Friday, May 16, 2014

Breaking point

I really want to go home now. Like really, really badly. It's not like I'm homesick. It's not like I miss my mum. It's more like I just want to get out of this job. Heck, I don't even necessarily have to go home to feel better. If someone told me I could just move to a hotel in Berlin and do nothing for the next four months I'd still be over the moon.

I guess there's no such thing as the perfect host family, but maybe I'm just not cut out to be an au pair at all. I have the least outgoing personality ever, and unfortunately I get the feeling that my cultural clashes aren't necessarily 'Australian' with German. More like the Chinese side clashing with German. Because let's face it, Australian and German culture aren't a hell of a lot different, but Chinese and German culture is. There are just certain ways of doing things and certain perspectives I inherited growing up in a family with super-Chinese perspectives, and I can never grow out of them. It's hard to define or explain exactly, but I just don't feel comfortable role-playing as a non-Chinese. Things like disciplining kids and even really random issues relating to money. For example, in Chinese culture an au pair would not ask the host mum for money to buy the family's groceries and stuff. That's just totally inappropriate. From a Chinese perspective, that is. It's just not done. Maybe because Chinese people, stereotypically, are naturally suspicious of others, or funny about money. Whereas in Germany, the au pair would ask the mum for money to buy groceries and not feel awkward about it.

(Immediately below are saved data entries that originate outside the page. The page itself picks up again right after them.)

//! Application-wide error types.
//!
//! Library modules use specific error types via `thiserror`, while the
//! CLI and `main` use `anyhow` for convenient error propagation.
//!
//! # Design
//!
//! - [`Error`]: Top-level error enum
//! - Module-specific errors ([`ConfigError`], `sqlx::Error`) for detailed handling
//! - All errors implement `std::error::Error` for compatibility
//!
//! # Example
//!
//! ```ignore
//! use catalog_janitor::error::{Result, ResultExt};
//!
//! async fn entries(pool: &SqlitePool) -> Result<Vec<LibraryEntry>> {
//!     db::all_entries(pool).await.with_context("listing catalog entries")
//! }
//! ```

use crate::config::ConfigError;

/// Application-wide result type.
pub type Result<T> = std::result::Result<T, Error>;

/// Top-level application error.
#[derive(Debug, thiserror::Error)]
pub enum Error {
    /// Database error
    #[error("Database error: {0}")]
    Database(#[from] sqlx::Error),

    /// Configuration error
    #[error("Configuration error: {0}")]
    Config(#[from] ConfigError),

    /// Generic error with context
    #[error("{context}: {source}")]
    WithContext {
        context: String,
        #[source]
        source: Box<Error>,
    },
}

impl Error {
    /// Add context to an error.
    pub fn context(self, ctx: impl Into<String>) -> Self {
        Self::WithContext {
            context: ctx.into(),
            source: Box::new(self),
        }
    }
}

/// Extension trait for adding context to Results.
pub trait ResultExt<T> {
    /// Add context to an error result.
    fn with_context(self, ctx: impl Into<String>) -> Result<T>;
}

impl<T> ResultExt<T> for std::result::Result<T, sqlx::Error> {
    fn with_context(self, ctx: impl Into<String>) -> Result<T> {
        self.map_err(|e| Error::Database(e).context(ctx))
    }
}

impl<T> ResultExt<T> for std::result::Result<T, ConfigError> {
    fn with_context(self, ctx: impl Into<String>) -> Result<T> {
        self.map_err(|e| Error::Config(e).context(ctx))
    }
}
use std::time::Duration;

use rvb_matchmaker::{CoordinatorConfig, WatchdogConfig};

/// Server configuration loaded from environment variables.
///
/// All fields have sensible defaults suitable for local development.
/// In production, override via environment variables.
#[derive(Debug, Clone)]
pub struct ServerConfig {
    /// Bind address (default: `0.0.0.0`).
    pub host: String,
    /// Bind port (default: `3000`).
    pub port: u16,
    /// Allowed CORS origins, parsed from comma-separated `CORS_ORIGINS` env var.
    pub cors_origins: Vec<String>,
    /// HTTP request timeout in seconds (default: `30`).
    pub request_timeout_secs: u64,
    /// Graceful shutdown timeout in seconds (default: `30`).
    pub shutdown_timeout_secs: u64,
    /// Coordinator poll interval in milliseconds (default: `1500`).
    pub poll_interval_ms: u64,
    /// Delay between "partner found" and the redirect, in milliseconds
    /// (default: `2000`).
    pub redirect_delay_ms: u64,
    /// Session watchdog poll interval in milliseconds (default: `2000`).
    pub watchdog_interval_ms: u64,
    /// Grace period before an abandoned session is declared expired, in
    /// milliseconds (default: `3000`).
    pub watchdog_grace_ms: u64,
    /// Orphan session sweep cadence in seconds (default: `30`).
    pub sweep_interval_secs: u64,
    /// Minimum age before an active session counts as orphaned, in seconds
    /// (default: `60`). Long enough that an in-flight pairing is never
    /// swept mid-sequence.
    pub sweep_grace_secs: i64,
}

impl ServerConfig {
    /// Load configuration from environment variables with defaults.
    ///
    /// | Env Var                 | Default                    |
    /// |-------------------------|----------------------------|
    /// | `HOST`                  | `0.0.0.0`                  |
    /// | `PORT`                  | `3000`                     |
    /// | `CORS_ORIGINS`          | `http://localhost:5173`    |
    /// | `REQUEST_TIMEOUT_SECS`  | `30`                       |
    /// | `SHUTDOWN_TIMEOUT_SECS` | `30`                       |
    /// | `POLL_INTERVAL_MS`      | `1500`                     |
    /// | `REDIRECT_DELAY_MS`     | `2000`                     |
    /// | `WATCHDOG_INTERVAL_MS`  | `2000`                     |
    /// | `WATCHDOG_GRACE_MS`     | `3000`                     |
    /// | `ORPHAN_SWEEP_INTERVAL_SECS` | `30`                  |
    /// | `ORPHAN_GRACE_SECS`     | `60`                       |
    pub fn from_env() -> Self {
        let host = std::env::var("HOST").unwrap_or_else(|_| "0.0.0.0".into());

        let port: u16 = std::env::var("PORT")
            .unwrap_or_else(|_| "3000".into())
            .parse()
            .expect("PORT must be a valid u16");

        let cors_origins: Vec<String> = std::env::var("CORS_ORIGINS")
            .unwrap_or_else(|_| "http://localhost:5173".into())
            .split(',')
            .map(|s| s.trim().to_string())
            .filter(|s| !s.is_empty())
            .collect();

        Self {
            host,
            port,
            cors_origins,
            request_timeout_secs: env_u64("REQUEST_TIMEOUT_SECS", 30),
            shutdown_timeout_secs: env_u64("SHUTDOWN_TIMEOUT_SECS", 30),
            poll_interval_ms: env_u64("POLL_INTERVAL_MS", 1500),
            redirect_delay_ms: env_u64("REDIRECT_DELAY_MS", 2000),
            watchdog_interval_ms: env_u64("WATCHDOG_INTERVAL_MS", 2000),
            watchdog_grace_ms: env_u64("WATCHDOG_GRACE_MS", 3000),
            sweep_interval_secs: env_u64("ORPHAN_SWEEP_INTERVAL_SECS", 30),
            sweep_grace_secs: env_u64("ORPHAN_GRACE_SECS", 60) as i64,
        }
    }

    /// Coordinator timing derived from this configuration.
    pub fn coordinator_config(&self) -> CoordinatorConfig {
        CoordinatorConfig {
            poll_interval: Duration::from_millis(self.poll_interval_ms),
            redirect_delay: Duration::from_millis(self.redirect_delay_ms),
        }
    }

    /// Watchdog timing derived from this configuration.
    pub fn watchdog_config(&self) -> WatchdogConfig {
        WatchdogConfig {
            poll_interval: Duration::from_millis(self.watchdog_interval_ms),
            grace: Duration::from_millis(self.watchdog_grace_ms),
        }
    }
}

fn env_u64(var: &str, default: u64) -> u64 {
    match std::env::var(var) {
        Ok(value) => value
            .parse()
            .unwrap_or_else(|_| panic!("{var} must be a valid u64")),
        Err(_) => default,
    }
}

That sounds totally weird, but then again I'm in a totally weird mood.

I'm just sick of everything and I'm sick of constantly feeling uncomfortable in my 'home' environment. The boys are being really rude to me, disrespectful and obnoxious. Just things like not doing what I ask them to do, turning on the TV when I tell them not to, calling me 'dumb' and that sort of thing, always trying to eat food for dinner that they're not supposed to (like cereal and stuff). They've been tattling to their mum about me, too. Well, not tattling exactly because I haven't been doing anything wrong. But they've told the mum that I always walk ahead of them with their sister when we're on our way home from school (uhhh, maybe because they are always so slow)? Plus, how is this a problem? They're allowed to walk to places by themselves anyway, and the old au pair did the same thing! Sometimes I am on my phone when we're on the bus, and one of the boys asked me why I was always on my phone. I don't see why that's a problem, because it's not like they want me to entertain them. They're 8, for god's sake, not 1 year olds who need me to play peek-a-boo. They play together and talk to each other in German, anyway. So even if I wasn't on my phone, I'd just be watching them and doing nothing. Plus I only go on my phone on the bus for 5 minutes, I never go on my phone when there are actually things that need to be done, like dinner or dirty dishes or cleaning or laundry.

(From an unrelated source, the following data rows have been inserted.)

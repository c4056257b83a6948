//! The store seam between the coordinator and whatever holds the shared
//! rows.
//!
//! Every cross-participant coordination step must reduce to one of these
//! primitives, and the only mutation that decides a race is a conditional
//! update (`mark_matched`, `cancel_request`, `abandon_session` all return
//! whether the expected-state guard held). The provided [`pair`] method
//! implements the initiator sequence on top of the primitives; stores with
//! real transactions override it.
//!
//! [`pair`]: MatchStore::pair

use async_trait::async_trait;
use rvb_core::team::Team;
use rvb_core::types::DbId;
use rvb_db::models::lab_session::LabSession;
use rvb_db::models::match_request::{CreateMatchRequest, MatchRequest};

/// Errors surfaced by a [`MatchStore`].
///
/// The repository layer never retries or swallows; the coordinator is the
/// only layer that decides what is transient and what is fatal.
#[derive(Debug, thiserror::Error)]
pub enum StoreError {
    /// The caller's credentials were rejected. Fatal: polling must stop.
    #[error("authentication failed: {0}")]
    Auth(String),

    /// The store could not be reached or refused the operation. Transient:
    /// callers keep their polling cadence and try again next tick.
    #[error("store unavailable: {0}")]
    Unavailable(String),

    /// The write collided with an existing row (waiting-request uniqueness).
    #[error("conflict: {0}")]
    Conflict(String),

    /// A database-level failure.
    #[error(transparent)]
    Database(#[from] sqlx::Error),
}

impl StoreError {
    /// Whether this error must stop the polling loop.
    ///
    /// Only authentication failures qualify; everything else is treated as
    /// transient and retried on the next tick. PostgreSQL surfaces auth
    /// problems as SQLSTATE class 28.
    pub fn is_fatal(&self) -> bool {
        match self {
            StoreError::Auth(_) => true,
            StoreError::Database(sqlx::Error::Database(db_err)) => db_err
                .code()
                .map(|code| code.starts_with("28"))
                .unwrap_or(false),
            _ => false,
        }
    }

    /// Whether this error is the store rejecting a duplicate waiting
    /// request, in which case the existing row should be resumed.
    pub fn is_unique_violation(&self) -> bool {
        match self {
            StoreError::Conflict(_) => true,
            StoreError::Database(sqlx::Error::Database(db_err)) => {
                db_err.code().as_deref() == Some("23505")
            }
            _ => false,
        }
    }
}

/// Result of one pairing attempt by an initiator.
#[derive(Debug)]
pub enum PairOutcome {
    /// A counterpart was claimed; both rows now reference `session`.
    Paired {
        session: LabSession,
        partner: MatchRequest,
    },
    /// A counterpart was seen but another initiator claimed it first. Any
    /// session created for the attempt has been discarded.
    LostRace,
    /// Nobody compatible is waiting right now.
    NoCounterpart,
}

/// Storage primitives the pairing protocol runs on.
#[async_trait]
pub trait MatchStore: Send + Sync {
    /// A user's live (`waiting` or `matched`) request for a lab/team, if any.
    async fn find_active_request(
        &self,
        user_id: DbId,
        lab_id: DbId,
        team: Team,
    ) -> Result<Option<MatchRequest>, StoreError>;

    /// Insert a new `waiting` request.
    async fn create_request(
        &self,
        input: &CreateMatchRequest,
    ) -> Result<MatchRequest, StoreError>;

    /// Re-read a request by id.
    async fn get_request(&self, id: DbId) -> Result<Option<MatchRequest>, StoreError>;

    /// An arbitrary waiting request on the opposite team of `team` for the
    /// same lab, excluding `exclude_user_id`.
    async fn find_waiting_counterpart(
        &self,
        lab_id: DbId,
        team: Team,
        exclude_user_id: DbId,
    ) -> Result<Option<MatchRequest>, StoreError>;

    /// Conditional `waiting -> matched` claim. `Ok(false)` means another
    /// writer already transitioned the row: the caller lost the race.
    async fn mark_matched(
        &self,
        id: DbId,
        partner_id: DbId,
        partner_username: &str,
        session_id: DbId,
    ) -> Result<bool, StoreError>;

    /// Conditional `waiting -> cancelled` withdrawal.
    async fn cancel_request(&self, id: DbId) -> Result<bool, StoreError>;

    /// Insert one `active` session. Not idempotent; exactly-once creation is
    /// enforced by the claim in [`pair`](MatchStore::pair), not here.
    async fn create_session(
        &self,
        lab_id: DbId,
        attacker_user_id: DbId,
        defender_user_id: DbId,
    ) -> Result<LabSession, StoreError>;

    /// Read a session by id.
    async fn get_session(&self, id: DbId) -> Result<Option<LabSession>, StoreError>;

    /// Conditional `active -> abandoned` termination.
    async fn abandon_session(&self, id: DbId) -> Result<bool, StoreError>;

    /// Attempt to pair `own` (a waiting request) with a counterpart, acting
    /// as the initiator.
    ///
    /// Default implementation, for stores whose only atomic step is the
    /// single-row conditional update:
    ///
    /// 1. look up a waiting counterpart — none means [`NoCounterpart`];
    /// 2. create the session;
    /// 3. conditionally claim the counterpart's row. If the claim misses,
    ///    some other initiator got there first: abandon the session just
    ///    created (no orphan may stay active) and report [`LostRace`];
    /// 4. claim `own`'s row, attaching the same session and the partner's
    ///    identity.
    ///
    /// The sequence is not atomic across rows; a crash between steps leaves
    /// a half-paired session for the reconciliation sweep. Transactional
    /// stores override this with a genuinely atomic version.
    ///
    /// [`NoCounterpart`]: PairOutcome::NoCounterpart
    /// [`LostRace`]: PairOutcome::LostRace
    async fn pair(&self, own: &MatchRequest) -> Result<PairOutcome, StoreError> {
        let team = Team::try_from(own.team)
            .map_err(|e| StoreError::Unavailable(e.to_string()))?;

        let Some(counterpart) = self
            .find_waiting_counterpart(own.lab_id, team, own.user_id)
            .await?
        else {
            return Ok(PairOutcome::NoCounterpart);
        };

        let (attacker_user_id, defender_user_id) = match team {
            Team::Attacker => (own.user_id, counterpart.user_id),
            Team::Defender => (counterpart.user_id, own.user_id),
        };

        let session = self
            .create_session(own.lab_id, attacker_user_id, defender_user_id)
            .await?;

        let claimed = self
            .mark_matched(counterpart.id, own.user_id, &own.username, session.id)
            .await?;

        if !claimed {
            // Someone else paired with this counterpart between our lookup
            // and our claim. The session we created must not survive.
            match self.abandon_session(session.id).await {
                Ok(_) => {
                    tracing::debug!(
                        session_id = session.id,
                        counterpart_request = counterpart.id,
                        "Lost claim race; rolled back session"
                    );
                }
                Err(e) => {
                    // The orphaned active session is now the sweep's problem.
                    tracing::error!(
                        session_id = session.id,
                        error = %e,
                        "Lost claim race and session rollback failed"
                    );
                }
            }
            return Ok(PairOutcome::LostRace);
        }

        let own_claimed = self
            .mark_matched(own.id, counterpart.user_id, &counterpart.username, session.id)
            .await?;

        if !own_claimed {
            // A third party matched us while we were claiming the
            // counterpart. Follow the session on our own row (the next
            // own-status poll picks it up) and terminate the one we
            // created; the counterpart's watchdog will observe the
            // abandonment.
            if let Err(e) = self.abandon_session(session.id).await {
                tracing::error!(
                    session_id = session.id,
                    error = %e,
                    "Own claim raced and session rollback failed"
                );
            }
            return Ok(PairOutcome::LostRace);
        }

        Ok(PairOutcome::Paired {
            session,
            partner: counterpart,
        })
    }
}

So the mum said she doesn't mind that I'm not outgoing and I keep to myself, but she's 'concerned' about how I need to have more of a bond with the boys, and I need to be more interested in their lives. Just the boys, because I already have a good relationship with their sister. Maybe because she's actually respectful and nice and normal? The boys definitely have anger management/bratty kid tendencies. FML I didn't sign up for this. I didn't sign up to play 'best friend' or 'candy dispenser' to a couple of 8 year olds (because they keep asking me to buy them things like candy). I can handle au pairing as long as there are no emotional/personal obligations involved, because I hate kids so I obviously can't enjoy spending time with them just talking and stuff. I'd rather be the 'do my job and get outta here' type of au pair who does the bare minimum, simple things like the cleaning and cooking. No mind games or psychological shit with kids.

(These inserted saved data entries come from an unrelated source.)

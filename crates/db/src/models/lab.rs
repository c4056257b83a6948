//! Lab catalog models. The matchmaking core treats labs as read-only.

use rvb_core::types::{DbId, Timestamp};
use serde::{Deserialize, Serialize};
use sqlx::FromRow;

/// A row from the `labs` table.
#[derive(Debug, Clone, FromRow, Serialize)]
pub struct Lab {
    pub id: DbId,
    pub name: String,
    pub description: Option<String>,
    pub attacker_briefing: Option<String>,
    pub defender_briefing: Option<String>,
    pub created_at: Timestamp,
}

/// DTO for inserting a lab (seeding and content tooling).
#[derive(Debug, Deserialize)]
pub struct CreateLab {
    pub name: String,
    pub description: Option<String>,
    pub attacker_briefing: Option<String>,
    pub defender_briefing: Option<String>,
}
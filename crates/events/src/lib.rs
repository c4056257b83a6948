//! Row-change notification bus for the matchmaking tables.
//!
//! Subscribers (the WebSocket feed, mainly) receive a [`ChangeEvent`] when a
//! request or session row changes. This is a latency optimization layered on
//! top of the polling loops — the polling state machines remain the
//! correctness-bearing path and never depend on receiving an event.

pub mod bus;

pub use bus::{ChangeEvent, EventBus};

So over this. I still think I will be sticking it out with this family until September, because technically they aren't that bad (nowhere near as bad as the last 2) and the issues they have with me aren't exactly big, anyway. They're certainly not going to fire me for not having a good relationship with the boys, because I am still doing my job after all. And considering how much the mum hates doing cleaning up or laundry of ANY kind (even seeing a pile of dirty dishes in the sink drives her crazy), then I'm guessing she needs me because she's pretty busy. Plus it would be a hassle for her to find a new au pair. You never know who you're going to get. At least she trusts me and knows my faults aren't serious. I think the boys wouldn't even say these things to their mum unless they wanted to get me into trouble (their version of revenge due to me not buying them candy and stuff), which is the sucky thing about older kids who have had au pairs their entire lives. They know how to play games.